Am I the only person who didn’t know the word “delator”? I assumed it was a Spanish word, or maybe something that a Spanish creator might think is a common English word. Maybe it’s a term used in French or British law that they also assumed was common in English?

I had to look it up. “Delator” is a Latin word that was used commonly in Ancient Rome, one of my favorite topics. It refers to a “denouncer,” or someone who would inform the government of someone else’s misdeeds, particularly the taxes they didn’t pay. Sometimes, the denouncer would get a cut of the unpaid moneys/properties after they were collected.

“Informant” would have been a better word to use here.

Also, I checked the original French edition of the book. This newspaper appears the same, in English, even in the original French edition. It’s not a translation error.

How It’s Collected

This book was released in France after ibooks’ bankruptcy. The first time it saw print in America was five years later in Dark Horse’s 2010 hardcover collection alongside the first two books of the series.

On ComiXology and Izneo, you have your choice of buying the first three albums as single books through Europe Comics (Izneo | ComiXology), or as one collected edition through Dark Horse (Izneo | Comixology). If you want the pure reading experience, you can also pick it up in French (Izneo | Comixology).
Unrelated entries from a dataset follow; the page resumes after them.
//! Belt/shaft synchronization stage: discrete tooth corrections for the
//! front Z-shafts and the rear support shaft, applied through smooth
//! falloff influence maps and re-centered to zero net height shift.

use serde::Serialize;

use crate::bed::Corner;
use crate::error::Result;
use crate::mesh::Mesh;

/// Front shafts respond harder than the rear support shaft.
pub const FRONT_SHAFT_GAIN: f64 = 1.6;
pub const BACK_SHAFT_GAIN: f64 = 0.4;

/// Which shaft a belt action targets.
#[derive(Debug, Clone, Copy, PartialEq, Eq, Serialize)]
#[serde(rename_all = "snake_case")]
pub enum BeltTarget {
    FrontLeft,
    FrontRight,
    Back,
}

impl BeltTarget {
    pub fn as_str(self) -> &'static str {
        match self {
            BeltTarget::FrontLeft => "front_left",
            BeltTarget::FrontRight => "front_right",
            BeltTarget::Back => "back",
        }
    }

    pub fn label_key(self) -> &'static str {
        match self {
            BeltTarget::FrontLeft => Corner::FrontLeft.label_key(),
            BeltTarget::FrontRight => Corner::FrontRight.label_key(),
            BeltTarget::Back => "corner.back_center",
        }
    }
}

/// Vertical sense of a shaft rotation.
#[derive(Debug, Clone, Copy, PartialEq, Eq, Serialize)]
#[serde(rename_all = "snake_case")]
pub enum VerticalDirection {
    Up,
    Down,
}

impl VerticalDirection {
    pub fn as_str(self) -> &'static str {
        match self {
            VerticalDirection::Up => "up",
            VerticalDirection::Down => "down",
        }
    }
}

/// One shaft correction in discrete tooth units.
#[derive(Debug, Clone, PartialEq, Serialize)]
pub struct BeltAdjustment {
    pub target: BeltTarget,
    pub direction: VerticalDirection,
    pub teeth: u32,
    /// teeth x tooth pitch (mm)
    pub magnitude_mm: f64,
    pub sign: f64,
    pub gain: f64,
    /// The measured height difference that triggered the action
    pub raw_difference: f64,
    /// "front" for the stiff front shafts, "support" for the rear
    pub load_bias: &'static str,
}

/// Diagnostics of the applied belt correction.
#[derive(Debug, Clone, Copy, PartialEq, Serialize)]
pub struct BeltLoadInfo {
    /// Mean height shift removed by the rebalance
    pub removed_offset: f64,
    /// Span of the net per-cell change after rebalance
    pub load_range: f64,
}

/// Smooth falloff influence maps for the belt stage. Distinct from the
/// solver's bilinear maps: falloff is `1/(1+distance)` with a vertical
/// bias favoring the front edge and a horizontal bias toward the owning
/// front corner; rear maps stay damped and neutral. Each map is
/// normalized to peak 1.
#[derive(Debug, Clone)]
struct BeltWeights {
    front_left: Mesh,
    front_right: Mesh,
    back: Mesh,
}

impl BeltWeights {
    fn build(rows: usize, cols: usize) -> Self {
        let vertical_bias = |r: usize| linspace_at(1.0, 0.4, rows, r);
        let horizontal_left = |c: usize| linspace_at(1.0, 0.6, cols, c);
        let horizontal_right = |c: usize| linspace_at(1.0, 0.6, cols, cols - 1 - c);

        let falloff = |r: usize, c: usize, corner: (usize, usize)| {
            let dr = r as f64 - corner.0 as f64;
            let dc = c as f64 - corner.1 as f64;
            1.0 / (1.0 + dr.hypot(dc))
        };

        let mut front_left = Mesh::filled_unchecked(rows, cols, 0.0);
        let mut front_right = Mesh::filled_unchecked(rows, cols, 0.0);
        let mut back_left = Mesh::filled_unchecked(rows, cols, 0.0);
        let mut back_right = Mesh::filled_unchecked(rows, cols, 0.0);

        for r in 0..rows {
            for c in 0..cols {
                front_left.set(r, c, falloff(r, c, (0, 0)) * vertical_bias(r) * horizontal_left(c));
                front_right.set(
                    r,
                    c,
                    falloff(r, c, (0, cols - 1)) * vertical_bias(r) * horizontal_right(c),
                );
                back_left.set(r, c, falloff(r, c, (rows - 1, 0)) * 0.7);
                back_right.set(r, c, falloff(r, c, (rows - 1, cols - 1)) * 0.7);
            }
        }

        // The rear shaft acts through both back corners at once.
        let mut back = Mesh::filled_unchecked(rows, cols, 0.0);
        for r in 0..rows {
            for c in 0..cols {
                back.set(r, c, (back_left.get(r, c) + back_right.get(r, c)) / 2.0);
            }
        }

        Self {
            front_left: normalize_to_peak(front_left),
            front_right: normalize_to_peak(front_right),
            back: normalize_to_peak(back),
        }
    }

    fn map(&self, target: BeltTarget) -> &Mesh {
        match target {
            BeltTarget::FrontLeft => &self.front_left,
            BeltTarget::FrontRight => &self.front_right,
            BeltTarget::Back => &self.back,
        }
    }
}

fn linspace_at(start: f64, end: f64, n: usize, i: usize) -> f64 {
    if n < 2 {
        return start;
    }
    start + (end - start) * i as f64 / (n - 1) as f64
}

fn normalize_to_peak(mesh: Mesh) -> Mesh {
    let peak = mesh.max();
    if peak == 0.0 {
        return mesh;
    }
    let values = mesh.values().iter().map(|v| v / peak).collect();
    Mesh::from_values(mesh.rows(), mesh.cols(), values)
        .unwrap_or(mesh)
}

/// Derives and applies shaft-synchronization corrections.
#[derive(Debug, Clone)]
pub struct BeltCalculator {
    threshold: f64,
    tooth_mm: f64,
}

impl BeltCalculator {
    pub fn new(threshold: f64, tooth_mm: f64) -> Self {
        Self { threshold, tooth_mm }
    }

    pub fn from_settings(settings: &leveler_config::Settings) -> Self {
        Self::new(settings.thresholds.belt(), settings.hardware.belt_tooth_mm)
    }

    fn teeth_for(&self, diff: f64) -> u32 {
        ((diff.abs() / self.tooth_mm).ceil() as u32).max(1)
    }

    /// Compare the front corners against each other and the back center
    /// against the front average; emit a tooth-count action per shaft
    /// whose difference exceeds the threshold.
    pub fn calculate(&self, mesh: &Mesh) -> Vec<BeltAdjustment> {
        let rows = mesh.rows();
        let cols = mesh.cols();

        let left_front = mesh.get(0, 0);
        let right_front = mesh.get(0, cols - 1);
        let back_center = mesh.get(rows - 1, cols / 2);
        let front_avg = (left_front + right_front) / 2.0;

        let mut adjustments = Vec::new();

        let lr_diff = right_front - left_front;
        if lr_diff.abs() > self.threshold {
            let teeth = self.teeth_for(lr_diff);
            // Raise the lower front corner.
            let target = if lr_diff > 0.0 {
                BeltTarget::FrontLeft
            } else {
                BeltTarget::FrontRight
            };
            adjustments.push(BeltAdjustment {
                target,
                direction: VerticalDirection::Up,
                teeth,
                magnitude_mm: f64::from(teeth) * self.tooth_mm,
                sign: 1.0,
                gain: FRONT_SHAFT_GAIN,
                raw_difference: lr_diff,
                load_bias: "front",
            });
        }

        let back_diff = back_center - front_avg;
        if back_diff.abs() > self.threshold {
            let teeth = self.teeth_for(back_diff);
            let direction = if back_diff < 0.0 {
                VerticalDirection::Up
            } else {
                VerticalDirection::Down
            };
            adjustments.push(BeltAdjustment {
                target: BeltTarget::Back,
                direction,
                teeth,
                magnitude_mm: f64::from(teeth) * self.tooth_mm,
                sign: if back_diff < 0.0 { 1.0 } else { -1.0 },
                gain: BACK_SHAFT_GAIN,
                raw_difference: back_diff,
                load_bias: "support",
            });
        }

        tracing::debug!(
            lr_diff,
            back_diff,
            actions = adjustments.len(),
            "belt differences evaluated"
        );
        adjustments
    }

    /// Apply the corrections through the smooth influence maps, then
    /// re-center so the stage introduces exactly zero mean height shift:
    /// the belt stage redistributes, it never raises or lowers the bed as
    /// a whole.
    pub fn apply(
        &self,
        base: &Mesh,
        adjustments: &[BeltAdjustment],
    ) -> Result<(Mesh, BeltLoadInfo)> {
        if adjustments.is_empty() {
            return Ok((
                base.clone(),
                BeltLoadInfo {
                    removed_offset: 0.0,
                    load_range: 0.0,
                },
            ));
        }

        let weights = BeltWeights::build(base.rows(), base.cols());
        let mut result = base.clone();
        for adjustment in adjustments {
            let delta = adjustment.magnitude_mm * adjustment.sign * adjustment.gain;
            result = result.plus_scaled(weights.map(adjustment.target), delta)?;
        }

        let removed_offset = result.mean() - base.mean();
        let balanced = if removed_offset.abs() < 1e-9 {
            result
        } else {
            result.offset(-removed_offset)
        };

        let mut delta_min = f64::INFINITY;
        let mut delta_max = f64::NEG_INFINITY;
        for (after, before) in balanced.values().iter().zip(base.values()) {
            let d = after - before;
            delta_min = delta_min.min(d);
            delta_max = delta_max.max(d);
        }

        Ok((
            balanced,
            BeltLoadInfo {
                removed_offset,
                load_range: delta_max - delta_min,
            },
        ))
    }
}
If you’re trying to buy the entire five book series as it exists today in the cheapest way, buy the Dark Horse collection of the first three albums and then the rest as single albums through Europe Comics.

Recommended?

Blacksad v3 cover by Juanjo Guarnido

The art is beautiful and the story sucks me in, even if my feeble mind can’t keep all the characters straight. It’s a book that I’ve spent a lot of time with and I’m not bored by. In fact, the more I study it, the more I find to like. (Expect a HyperAnalysis article based on two pages of this book in the near future…)

So, yes, recommended. Since I’ve now recommended the first three albums, you should definitely go buy Dark Horse’s hardcover:

Dark Horse's Blacksad hardcover
[Amazon Affiliate link. You pay no extra. I get a commission. You get an amazing book pretty quickly.]

I’m looking forward to reading the next two books, to see where the noir elements are executed well and where Canales takes stories in different directions.

I already know that Guarnido’s art is going to be worth looking at and studying in detail.

It’s nice to see a team working so well in comics together. “Blacksad” is a great series for that.


What do YOU think? (First time commenters' posts may be held for moderation.)

One Comment

  1. Hello, this is my first comment on your site. I’ve discovered it a few months back when I was looking for a complete Asterix presentation and I’ve been reading you regularly since. Anyway, this is the best Blacksad album in my opinion; the first time I felt the writing was on par with the drawings. If you want to read just one story about the cat detective, this is it.

    The issue with the scene in the aquarium troubled me too and the thought that there’s dialogue missing crossed my mind as well. The way I interpret it is that this is a memory where Blacksad is shouting at Liebber while he’s explaining calmly. Blacksad is muted and we only hear the professor confessing his sins. This along with the ‘movement’ of the fishes gives the scene a dreamlike quality. The memory continues until the establishing panel at the harbour.

    Fun fact: the word ‘delator’ is used in Asterix and the Laurel Wreath, at least in the French and Greek editions. The original meaning of the Latin word is closer to that of a public prosecutor.

    https://le-corguille.org/lesbds/Asterix/Asterix%20-%20T18%20-%20Les%20Lauriers%20de%20Cesar/34.jpg
    https://image.isu.pub/150225191827-324d9678628f32ca91cca02faa657a2c/jpg/page_32.jpg

    Finally, it’s not true that no Blacksad characters have tails. The neonazi white wolf from Arctic Nation has one. It is a rare feature though.